Depois de ter feito tour na Europa e flertado com os melhores produtores de música eetrônica, Deize passou por um período turbulento, no qual lutou contra uma depressão e enfrentou o processo de adoção de um de seus filhos. Neste tempo, teve de pegar no pesado, como gari do Comlurb, o departamento de limpeza urbana da Prefeitura do Rio.

Redescoberta pelo Festival Vaca Amarela, em Goiânia, e por algumas festas do Rio, como Bootie Rio, I Hate Flash e Batekoo, Deize Tigrona está de volta. Depois de quatro anos sem gravar, ela lançou a faixa “Madame”, feita em parceria com o DJ Chernobyl, do Comunidade Nin-Jitsu. E está mais Deize do que nunca em versos como “já pensou sem a cerveja e a maconha o que seria do mundo? Já pensou o que seria desses machos sem a boca de veludo?”

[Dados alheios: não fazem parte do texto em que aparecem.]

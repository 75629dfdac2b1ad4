//! Candidate confidence scoring
//!
//! Confidence is the product of the strategy's static weight, a specificity
//! bonus (1/match-count), a validation gate, a visibility bonus, and (for
//! text-anchored strategies) the normalized text similarity. Rounded to
//! three decimals; ties between strategies break by fallback order.

/// Similarity floor below which a text-anchored candidate is disqualified.
pub const SIMILARITY_FLOOR: f64 = 0.5;
/// Score multiplier for a present-but-hidden candidate.
pub const HIDDEN_PENALTY: f64 = 0.7;

/// Raw signals observed for one candidate element.
#[derive(Debug, Clone, Copy)]
pub struct CandidateSignals {
    /// Static strategy weight in `[0, 1]`.
    pub weight: f64,
    /// Total elements the strategy matched.
    pub match_count: usize,
    pub visible: bool,
    /// `None` when the descriptor carries no validation rules.
    pub validation_passed: Option<bool>,
    /// `None` for strategies without a text component.
    pub text_similarity: Option<f64>,
}

/// Compute the confidence for one candidate. Returns zero for any
/// disqualified candidate (failed validation, similarity under the floor).
#[must_use]
pub fn score(signals: CandidateSignals) -> f64 {
    if signals.validation_passed == Some(false) {
        return 0.0;
    }
    if signals
        .text_similarity
        .is_some_and(|s| s < SIMILARITY_FLOOR)
    {
        return 0.0;
    }
    let specificity = if signals.match_count <= 1 {
        1.0
    } else {
        1.0 / signals.match_count as f64
    };
    let visibility = if signals.visible { 1.0 } else { HIDDEN_PENALTY };
    let text = signals.text_similarity.unwrap_or(1.0);
    round3((signals.weight * specificity * visibility * text).clamp(0.0, 1.0))
}

/// Round to three decimal places, as recorded in results and telemetry.
#[must_use]
pub fn round3(value: f64) -> f64 {
    (value * 1000.0).round() / 1000.0
}

#[cfg(test)]
mod tests {
    use super::*;

    fn base() -> CandidateSignals {
        CandidateSignals {
            weight: 1.0,
            match_count: 1,
            visible: true,
            validation_passed: None,
            text_similarity: None,
        }
    }

    #[test]
    fn unique_visible_match_scores_full_weight() {
        assert_eq!(score(base()), 1.0);
        assert_eq!(
            score(CandidateSignals {
                weight: 0.8,
                ..base()
            }),
            0.8
        );
    }

    #[test]
    fn multiple_matches_divide_specificity() {
        assert_eq!(
            score(CandidateSignals {
                match_count: 4,
                ..base()
            }),
            0.25
        );
    }

    #[test]
    fn hidden_candidates_are_penalized() {
        assert_eq!(
            score(CandidateSignals {
                visible: false,
                ..base()
            }),
            HIDDEN_PENALTY
        );
    }

    #[test]
    fn failed_validation_short_circuits_to_zero() {
        assert_eq!(
            score(CandidateSignals {
                validation_passed: Some(false),
                ..base()
            }),
            0.0
        );
    }

    #[test]
    fn similarity_below_floor_disqualifies() {
        assert_eq!(
            score(CandidateSignals {
                text_similarity: Some(0.4),
                ..base()
            }),
            0.0
        );
        assert_eq!(
            score(CandidateSignals {
                text_similarity: Some(0.9),
                ..base()
            }),
            0.9
        );
    }

    #[test]
    fn rounding_is_three_decimals() {
        assert_eq!(
            score(CandidateSignals {
                match_count: 3,
                ..base()
            }),
            0.333
        );
    }
}
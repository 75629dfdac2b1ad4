//! Correlation id generation and derivation
//!
//! Every top-level operation receives a correlation id; sub-operations derive
//! children by appending a numeric suffix (`c-1a2b3c.1`, `c-1a2b3c.1.2`).
//! Ids propagate through every event, log line, and error on the same
//! operation tree.

use std::fmt;
use std::sync::Arc;
use std::sync::atomic::{AtomicU64, Ordering};

use serde::{Deserialize, Deserializer, Serialize, Serializer};
use uuid::Uuid;

/// Correlation id for one operation tree.
///
/// Cheap to clone; the underlying string is shared. Child ids are derived
/// with [`CorrelationId::child`], which hands out sequential suffixes.
/// Serializes as its plain string form.
#[derive(Debug, Clone)]
pub struct CorrelationId {
    id: Arc<str>,
    next_child: Arc<AtomicU64>,
}

fn zero_counter() -> Arc<AtomicU64> {
    Arc::new(AtomicU64::new(1))
}

impl Serialize for CorrelationId {
    fn serialize<S: Serializer>(&self, serializer: S) -> Result<S::Ok, S::Error> {
        serializer.serialize_str(&self.id)
    }
}

impl<'de> Deserialize<'de> for CorrelationId {
    fn deserialize<D: Deserializer<'de>>(deserializer: D) -> Result<Self, D::Error> {
        Ok(Self::from_string(String::deserialize(deserializer)?))
    }
}

impl CorrelationId {
    /// Generate a fresh root correlation id for a top-level operation.
    #[must_use]
    pub fn root() -> Self {
        let uuid = Uuid::new_v4().simple().to_string();
        Self {
            id: Arc::from(format!("c-{}", &uuid[..12])),
            next_child: zero_counter(),
        }
    }

    /// Wrap an externally supplied id (e.g. a caller-provided correlation).
    #[must_use]
    pub fn from_string(id: impl Into<String>) -> Self {
        Self {
            id: Arc::from(id.into()),
            next_child: zero_counter(),
        }
    }

    /// Derive the next child id (`{parent}.{n}`).
    ///
    /// Suffixes are sequential per parent instance; two clones of the same
    /// id share the counter, so concurrently derived children never collide.
    #[must_use]
    pub fn child(&self) -> Self {
        let n = self.next_child.fetch_add(1, Ordering::Relaxed);
        Self {
            id: Arc::from(format!("{}.{}", self.id, n)),
            next_child: zero_counter(),
        }
    }

    #[must_use]
    pub fn as_str(&self) -> &str {
        &self.id
    }
}

impl fmt::Display for CorrelationId {
    fn fmt(&self, f: &mut fmt::Formatter<'_>) -> fmt::Result {
        f.write_str(&self.id)
    }
}

impl PartialEq for CorrelationId {
    fn eq(&self, other: &Self) -> bool {
        self.id == other.id
    }
}

impl Eq for CorrelationId {}
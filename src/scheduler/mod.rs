//! Concurrency kernel
//!
//! Backpressure (a global semaphore capping active sessions), per-session
//! serialization (operations against one session run one at a time while
//! different sessions proceed in parallel), cooperative cancellation, and
//! deadline enforcement for long-running operations.

use std::future::Future;
use std::sync::Arc;
use std::time::Duration;

use dashmap::DashMap;
use tokio::sync::{Mutex, OwnedSemaphorePermit, Semaphore};
use tokio_util::sync::CancellationToken;
use tracing::warn;
use uuid::Uuid;

/// Errors raised by the scheduler.
#[derive(Debug, thiserror::Error)]
pub enum SchedulerError {
    /// No session slot became available within the acquire timeout.
    #[error("session capacity saturated, waited {0:?}")]
    Saturated(Duration),

    /// The operation's cancellation token fired.
    #[error("operation canceled")]
    Canceled,

    /// The operation overran its deadline.
    #[error("operation deadline of {0:?} exceeded")]
    Timeout(Duration),
}

/// Holding one of these keeps a session slot occupied; dropping it frees
/// the slot for the next `create_session`.
#[derive(Debug)]
pub struct SessionSlot {
    _permit: OwnedSemaphorePermit,
}

/// Shared scheduler; clone-free, pass by `Arc`.
pub struct Scheduler {
    session_slots: Arc<Semaphore>,
    session_locks: DashMap<Uuid, Arc<Mutex<()>>>,
    context_locks: DashMap<(Uuid, String), Arc<Mutex<()>>>,
    max_sessions: usize,
}

impl Scheduler {
    #[must_use]
    pub fn new(max_sessions: usize) -> Self {
        Self {
            session_slots: Arc::new(Semaphore::new(max_sessions)),
            session_locks: DashMap::new(),
            context_locks: DashMap::new(),
            max_sessions,
        }
    }

    #[must_use]
    pub fn max_sessions(&self) -> usize {
        self.max_sessions
    }

    #[must_use]
    pub fn available_slots(&self) -> usize {
        self.session_slots.available_permits()
    }

    /// Acquire a session slot, waiting up to `timeout` under saturation.
    pub async fn acquire_session_slot(
        &self,
        timeout: Duration,
    ) -> Result<SessionSlot, SchedulerError> {
        let acquired =
            tokio::time::timeout(timeout, self.session_slots.clone().acquire_owned()).await;
        match acquired {
            Ok(Ok(permit)) => Ok(SessionSlot { _permit: permit }),
            Ok(Err(_)) => Err(SchedulerError::Canceled),
            Err(_) => {
                warn!(
                    max_sessions = self.max_sessions,
                    "session slot acquisition timed out"
                );
                Err(SchedulerError::Saturated(timeout))
            }
        }
    }

    /// Serialize an operation against one session. Operations on different
    /// sessions are unaffected; within one session, DOM-touching work never
    /// interleaves.
    pub async fn run_serialized<F, T>(&self, session_id: Uuid, op: F) -> T
    where
        F: Future<Output = T>,
    {
        let lock = self
            .session_locks
            .entry(session_id)
            .or_insert_with(|| Arc::new(Mutex::new(())))
            .clone();
        let _guard = lock.lock().await;
        op.await
    }

    /// Serialize an operation against one tab context. Resolutions on
    /// different contexts of the same session proceed in parallel; two on
    /// the same context never interleave.
    pub async fn run_context_serialized<F, T>(
        &self,
        session_id: Uuid,
        context_id: &str,
        op: F,
    ) -> T
    where
        F: Future<Output = T>,
    {
        let lock = self
            .context_locks
            .entry((session_id, context_id.to_string()))
            .or_insert_with(|| Arc::new(Mutex::new(())))
            .clone();
        let _guard = lock.lock().await;
        op.await
    }

    /// Drop the serialization locks for a session that no longer exists.
    pub fn release_session(&self, session_id: Uuid) {
        self.session_locks.remove(&session_id);
        self.context_locks.retain(|(id, _), _| *id != session_id);
    }

    /// Run an operation under a deadline and a cancellation token.
    ///
    /// Cancellation and deadlines are cooperative: the future is dropped at
    /// its next suspension point, and callers perform their contextual
    /// cleanup (handle disposal, pipe closure) on the error path.
    pub async fn guarded<F, T>(
        &self,
        deadline: Duration,
        cancel: &CancellationToken,
        op: F,
    ) -> Result<T, SchedulerError>
    where
        F: Future<Output = T>,
    {
        tokio::select! {
            () = cancel.cancelled() => Err(SchedulerError::Canceled),
            outcome = tokio::time::timeout(deadline, op) => {
                outcome.map_err(|_| SchedulerError::Timeout(deadline))
            }
        }
    }
}

#[cfg(test)]
mod tests {
    use super::*;
    use std::sync::atomic::{AtomicUsize, Ordering};

    #[tokio::test]
    async fn saturation_blocks_until_timeout() {
        let scheduler = Scheduler::new(1);
        let slot = scheduler
            .acquire_session_slot(Duration::from_millis(50))
            .await
            .expect("first slot");
        let denied = scheduler
            .acquire_session_slot(Duration::from_millis(50))
            .await;
        assert!(matches!(denied, Err(SchedulerError::Saturated(_))));
        drop(slot);
        assert!(
            scheduler
                .acquire_session_slot(Duration::from_millis(50))
                .await
                .is_ok()
        );
    }

    #[tokio::test]
    async fn per_session_operations_serialize() {
        let scheduler = Arc::new(Scheduler::new(4));
        let session = Uuid::new_v4();
        let in_flight = Arc::new(AtomicUsize::new(0));
        let mut tasks = Vec::new();
        for _ in 0..8 {
            let scheduler = Arc::clone(&scheduler);
            let in_flight = Arc::clone(&in_flight);
            tasks.push(tokio::spawn(async move {
                scheduler
                    .run_serialized(session, async {
                        let now = in_flight.fetch_add(1, Ordering::SeqCst);
                        assert_eq!(now, 0, "two ops overlapped on one session");
                        tokio::time::sleep(Duration::from_millis(5)).await;
                        in_flight.fetch_sub(1, Ordering::SeqCst);
                    })
                    .await;
            }));
        }
        for task in tasks {
            task.await.expect("task");
        }
    }

    #[tokio::test]
    async fn guarded_honors_cancellation_and_deadline() {
        let scheduler = Scheduler::new(1);
        let cancel = CancellationToken::new();
        cancel.cancel();
        let canceled = scheduler
            .guarded(Duration::from_secs(1), &cancel, async { 1 })
            .await;
        assert!(matches!(canceled, Err(SchedulerError::Canceled)));

        let cancel = CancellationToken::new();
        let timed_out = scheduler
            .guarded(Duration::from_millis(10), &cancel, async {
                tokio::time::sleep(Duration::from_secs(5)).await;
            })
            .await;
        assert!(matches!(timed_out, Err(SchedulerError::Timeout(_))));
    }
}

Após o lançamento de “Madame”, ela está cheia de músicas para mostrar, como “Brabo”, um feat em parceria com o duo Brabo, formado por Rodrigo Gorky e Maffalda, que teve premiere em grande estilo, internacional, no programa do Diplo na BBC de Londres. E tem mais músicas vindo aí, assinadas por produtores como Boss in Drama. Deize Tigrona acaba de assinar contrato com a Toca Produções, a mesma que gerencia a carreira do Dream Team do Passinho e Flávio Renegado, entre outros artistas, e, pelo que tudo indica, voltou para conquistar o seu lugar na música brasileira.